С тем же явным раздражением поглядываю на наручные часы, отпуская новый усталый выдох. Нервы и силы на исходе, а Паха сменит только через полтора часа. Приваливаюсь плечом к косяку, размазывая взгляд по опустевшему плацу. Несколько парней подстригают газоны, другие белят бордюры, третьи метут пыль и налетевшие с деревьев листья. Майор Спиридонов вышагивает вдоль белой линии разметки, крича что-то в микрофон мобилы. Навеселе хмыкаю, гадая, что за важная шишка к нам катит, раз он так распинается. Мимо меня проходит взводный. Вытягиваюсь и прикладываю пальцы к козырьку кепки.

— Здравья желаю, товарищ старший лейтенант! — чеканю громко.

Тот кивает и жестом даёт понять, что я могу расслабиться. Ссутуливаю плечи и опускаю руку, но продолжаю держать осанку, пока гул шагов не стынет в пространстве. Возвращаюсь к своему занятию — смотрю в окно и думаю, кого же готовятся встречать.

Стоит только выглянуть за стекло, как кровь с треском вскипает в венах, распаляя тело до температуры куда выше человеческой выносливости. Дыхалка вмиг слетает с заданного природой ритма.

Фурия летящей, блядь, походкой направляется к майору. Целует мужика в щёку. Он растягивает лыбу на всё ебало так, что мне кажется, способен полмира разом проглотить. Царёва отступает на шаг и кружится перед ним. Нежно-розовое платье, расходящееся сразу под грудью, превращается в "зонтик", опутывает стройные ноги и медленно оседает чуть ниже колен, когда Царевишна замирает.

С такого расстояния не слышу, о чём идёт речь, но вот её звонкий задорный смех оглушает. Ротовая полость пересыхает, преобразовавшись в засушливую пустыню. Желание оказаться сейчас на месте Спиридонова рвёт тонкие нити ненадёжного спокойствия.

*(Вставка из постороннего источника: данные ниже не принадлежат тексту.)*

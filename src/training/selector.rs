//! Model selector

use super::trainer::CandidateResult;
use crate::error::{PipelineError, Result};
use tracing::info;

/// Winner plus every candidate considered, in evaluation order
#[derive(Debug, Clone)]
pub struct SelectionOutcome {
    winner_index: usize,
    results: Vec<CandidateResult>,
}

impl SelectionOutcome {
    pub fn winner(&self) -> &CandidateResult {
        &self.results[self.winner_index]
    }

    pub fn winner_index(&self) -> usize {
        self.winner_index
    }

    pub fn results(&self) -> &[CandidateResult] {
        &self.results
    }

    pub fn into_results(self) -> Vec<CandidateResult> {
        self.results
    }
}

/// Pick the candidate with the highest accuracy.
///
/// A candidate only takes the lead when its score is strictly greater than the
/// running maximum, so the earliest of several tied candidates wins.
pub fn select(results: Vec<CandidateResult>) -> Result<SelectionOutcome> {
    if results.is_empty() {
        return Err(PipelineError::EmptyCandidateSet);
    }

    let mut winner_index = 0;
    let mut best = results[0].accuracy;
    for (idx, result) in results.iter().enumerate().skip(1) {
        if result.accuracy > best {
            best = result.accuracy;
            winner_index = idx;
        }
    }

    info!(
        winner = %results[winner_index].config.name,
        accuracy = best,
        considered = results.len(),
        "Best model selected"
    );

    Ok(SelectionOutcome { winner_index, results })
}
//! Candidate configurations

use crate::model::RandomForestClassifier;
use serde::{Deserialize, Serialize};
use std::fmt;

/// Hyperparameters of one forest candidate.
///
/// Serialized as a flat map, which is also the `parameters` object of the
/// published metadata document.
#[derive(Debug, Clone, Copy, PartialEq, Eq, Serialize, Deserialize)]
pub struct Hyperparameters {
    pub n_estimators: usize,
    pub max_depth: Option<usize>,
    pub random_state: u64,
}

impl Hyperparameters {
    pub fn new(n_estimators: usize, max_depth: Option<usize>, random_state: u64) -> Self {
        Self { n_estimators, max_depth, random_state }
    }

    /// Deterministic blob name, e.g. `model_estimators_20_depth_5.json`
    pub fn artifact_name(&self) -> String {
        match self.max_depth {
            Some(depth) => format!("model_estimators_{}_depth_{}.json", self.n_estimators, depth),
            None => format!("model_estimators_{}_depth_none.json", self.n_estimators),
        }
    }

    /// Unfitted forest carrying these hyperparameters
    pub fn build_model(&self) -> RandomForestClassifier {
        RandomForestClassifier::new(self.n_estimators)
            .with_max_depth(self.max_depth)
            .with_random_state(self.random_state)
    }

    /// `(name, value)` pairs in a stable order, for tracking backends
    pub fn as_pairs(&self) -> Vec<(&'static str, String)> {
        vec![
            ("n_estimators", self.n_estimators.to_string()),
            (
                "max_depth",
                self.max_depth.map_or_else(|| "None".to_string(), |d| d.to_string()),
            ),
            ("random_state", self.random_state.to_string()),
        ]
    }
}

/// A named, immutable hyperparameter set
#[derive(Debug, Clone, PartialEq, Eq, Serialize, Deserialize)]
pub struct CandidateConfig {
    pub name: String,
    pub params: Hyperparameters,
}

impl CandidateConfig {
    pub fn new(name: impl Into<String>, params: Hyperparameters) -> Self {
        Self { name: name.into(), params }
    }
}

impl fmt::Display for CandidateConfig {
    fn fmt(&self, f: &mut fmt::Formatter<'_>) -> fmt::Result {
        let depth = self.params.max_depth.map_or_else(|| "none".to_string(), |d| d.to_string());
        write!(
            f,
            "{} (n_estimators={}, max_depth={})",
            self.name, self.params.n_estimators, depth
        )
    }
}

С высоты третьего этажа поглощаю миниатюрную фигурку девушки. Когда она не затянута в кожу или ещё что-то максимально откровенное и сексуальное, выглядит куда более хрупкой и даже нежной. Да настолько, что кажется, будто это другой человек. Не будет колких фраз и опасных заигрываний. Не может эта милая девушка, беззаботно болтающая с военнослужащим, быть стервой. В ней словно две разные сущности живут. Но которая из них истинная? Где настоящая Кристина Царёва? А, возможно, и эта роль — игра?

— Какая ты на самом деле, Фурия? — толкаю неосознанно и беззвучно.

Сгребаю пальцы в кулаки, хрустя суставами. Даже пальцы на ногах подгибаю, чтобы не сорваться вниз. Чувство, что пол подо мной горит — так тянет к ней. Стягиваю челюсти и отворачиваюсь. Прибиваюсь спиной к ржаво жёлтой стене, яростно вентилируя воздух.

Не смотреть. Не смотреть! Нельзя даже тупо смотреть на неё! — уговариваю себя, но дикое альтер эго не слушает.

Размыкаю веки, скользя взглядом по тонкой спине, открытым смуглым лопаткам и не спрятанной волосами шее. Идеи, пробирающиеся мне в голову, становятся всё безумнее.

Хочу коснуться губами её шеи. Припасть к синей вене, пульсирующей под тонкой кожей. Ощутить вкус её кожи. Провести пальцами по худым рукам. Выпить её сорвавшееся дыхание. Сомкнуть пальцы на тонюсенькой талии. Опуститься перед ней на корточки и пробежать ладонями снизу вверх по всей длине ног, задирая платье. Добраться до источника удовольствия. Заставить её задыхаться и стонать. Вынудить умолять меня довести дело до конца.